* **About this exercise**:
Return copies of the lines below that mention "TokioExecutor".

* **Data to use**:
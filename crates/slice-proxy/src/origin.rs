use crate::error::ProxyError;
use crate::range::ByteRange;
use axum::body::Body;
use axum::http::{header, HeaderValue, Method, Request, Response, StatusCode, Uri};
use bytes::Bytes;
use http_body_util::BodyExt;
use hyper::body::Incoming;
use hyper_util::client::legacy::connect::HttpConnector;
use hyper_util::client::legacy::Client;
use hyper_util::rt::TokioExecutor;
use std::time::Duration;

pub type HttpClient = Client<HttpConnector, Body>;

/// What the capability probe learned about a source.
#[derive(Debug, Clone)]
pub struct ProbeInfo {
    pub content_type: Option<HeaderValue>,
}

/// Pooled client for origin traffic: capability probes, ranged fetches,
/// and full pass-through fetches. One instance is shared process-wide.
#[derive(Clone)]
pub struct OriginClient {
    client: HttpClient,
    /// `None` means requests block until the origin responds or errors.
    timeout: Option<Duration>,
}

impl OriginClient {
    pub fn new(timeout: Option<Duration>) -> Self {
        Self {
            client: Client::builder(TokioExecutor::new()).build_http(),
            timeout,
        }
    }

    /// HEAD the source and require an `Accept-Ranges: bytes` declaration
    /// (case-insensitive). Yields the origin's content type for mirroring.
    pub async fn probe(&self, source: &Uri) -> Result<ProbeInfo, ProxyError> {
        let req = Request::builder()
            .method(Method::HEAD)
            .uri(source.clone())
            .body(Body::empty())
            .map_err(|e| ProxyError::OriginTransport(e.to_string()))?;

        let resp = self
            .dispatch(req)
            .await
            .map_err(|_| ProxyError::UnreachableSource)?;

        match resp.headers().get(header::ACCEPT_RANGES) {
            Some(v) if v.as_bytes().eq_ignore_ascii_case(b"bytes") => {}
            _ => return Err(ProxyError::RangeUnsupported),
        }

        Ok(ProbeInfo {
            content_type: resp.headers().get(header::CONTENT_TYPE).cloned(),
        })
    }

    /// GET exactly the requested byte range. The origin must answer with
    /// partial content; anything else is a forwarded failure.
    pub async fn fetch_range(&self, source: &Uri, range: &ByteRange) -> Result<Bytes, ProxyError> {
        let req = Request::builder()
            .method(Method::GET)
            .uri(source.clone())
            .header(header::RANGE, range.header_value())
            .body(Body::empty())
            .map_err(|e| ProxyError::OriginTransport(e.to_string()))?;

        let resp = self.dispatch(req).await?;
        if resp.status() != StatusCode::PARTIAL_CONTENT {
            return Err(ProxyError::UnexpectedOriginStatus(resp.status().as_u16()));
        }

        Self::collect(resp).await
    }

    /// Plain GET of the whole resource, for the non-ranged pass-through.
    pub async fn fetch_full(&self, source: &Uri) -> Result<Bytes, ProxyError> {
        let req = Request::builder()
            .method(Method::GET)
            .uri(source.clone())
            .body(Body::empty())
            .map_err(|e| ProxyError::OriginTransport(e.to_string()))?;

        let resp = self.dispatch(req).await?;
        Self::collect(resp).await
    }

    async fn dispatch(&self, req: Request<Body>) -> Result<Response<Incoming>, ProxyError> {
        let fut = self.client.request(req);
        let result = match self.timeout {
            Some(deadline) => tokio::time::timeout(deadline, fut)
                .await
                .map_err(|_| ProxyError::OriginTransport("origin deadline exceeded".into()))?,
            None => fut.await,
        };
        result.map_err(|e| ProxyError::OriginTransport(e.to_string()))
    }

    async fn collect(resp: Response<Incoming>) -> Result<Bytes, ProxyError> {
        resp.into_body()
            .collect()
            .await
            .map(|collected| collected.to_bytes())
            .map_err(|e| ProxyError::OriginTransport(e.to_string()))
    }
}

* **Answer to this exercise**:
use hyper_util::rt::TokioExecutor;
            client: Client::builder(TokioExecutor::new()).build_http(),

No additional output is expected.